I will not link to their nonsense. Indeed, one can have an estimable debate about the degree to which slavery repulsed the Constitution’s authors enough for them to restrict its spread. Jefferson came up often, inevitably. His oft-expressed disgust with the peculiar institution did not extend to calling for its elimination in letters or public addresses beyond denunciations of the African slave trade at the time when Virginia was at the apex of its influence; Jefferson, let us remember, would not have become president in 1800 had the Constitution omitted the three-fifths clause. at best Jefferson, who had hoped that slave owners would wise up or something, underestimated how entrenched slavery would become in the South. By the time John C. Calhoun entered the Senate, the South would devolve from feeling guilt about slavery to mounting full-throated defenses. Bearing the seeds of its own destruction, the Republic ambled from compromise to accommodation such that a civil war was an inevitability, as Lincoln’s second inaugural address laments — and also accepts.

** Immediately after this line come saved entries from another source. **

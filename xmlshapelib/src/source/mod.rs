//! Source discovery: find and load the documents to scan.
//!
//! This module handles the first stage of the pipeline - discovering which
//! XML files make up the corpus and reading them. It provides:
//!
//! - **File filtering**: Include/exclude files with glob patterns
//! - **Corpus loading**: A lazy sequence of documents, one per file
//!
//! ## Example
//!
//! ```rust,ignore
//! use xmlshapelib::source::{discover_files, Corpus, FilterConfig};
//!
//! let filter = FilterConfig::new().exclude("**/drafts/**")?;
//! let files = discover_files("output/xml/preserve", &filter, false)?;
//! for doc in Corpus::new(files) {
//!     println!("{}", doc.id);
//! }
//! ```

pub mod corpus;
pub mod filter;

pub use corpus::{document_id, Corpus, SourceDocument};
pub use filter::{discover_files, discover_files_in_dirs, FilterConfig};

But Twitter, bless its creators, is not the place to discuss the Northwest Ordinance and Alexander Stephens. It took only twenty minutes for a wonderful creature to declare DEMOCRATS ARE THE REAL RACISTS GEORGE WALLACE ROBERT BYRD DON’T YOU SEE (You can read the exchanges on Twitter; I won’t link to them). Which exposes the critics’ comical pathology. To secure originalism as a viable prism demands fealty to the Constitution as written in 1787 — the one in which its writers used weasel words instead of “slaves” or “slavery.” What the Framers intended — even here we must pause, for “Framers” metonymizes everyone from Madison and Hamilton to Adams and Jefferson, the latter pair not even in the United States in 1786-1787 — was to accept slavery as an evil that they hoped would die, in large part because many of them were slaveholders (even Benjamin Rush owned one). “If that intent was profoundly shaped by their racism or self-interest as slaveholders, then this way of seeing the Constitution is troublingly myopic,” VOX’s Zach Beauchamp delicately writes. To put in the most general terms: the Bill of Rights limited the powers of a central government by enumerating the fundamental rights of man; the Reconstruction amendments expanded the powers of a central government to secure those rights. Conservatives of all kinds — in 1868 they mostly called themselves Democrats — have had big problems with the Fourteenth Amendment and how legislatures, state and federal, have interpreted it.
For my Twitter critics, though, what mattered was the way in which the 1619 Project attacked their notions of America’s inviolability or, to be charitable, America’s capacity for improvement. Beauchamp again:
For conservatives, being a patriot means believing that America is an essentially good country; its sins are aberrations rather than central to its history. There is no room for a nuanced patriotism that sees a nation with racism as a central part of its DNA, but also a nation that can be improved through constant struggle and work. It is the “America: Love It or Leave It” bumper sticker, expressed in more florid prose.
A couple of hours ago I saw a black SUV driven by a sexagenarian Cuban man with an American flag flapping on its left side. I bet this no doubt decent man would wince at the thought of putting a MY CHILD IS AN HONOR ROLL STUDENT AT EVERGLADES ELEMENTARY sticker on that meticulously washed bumper — “What’s the point? That’s showing off.”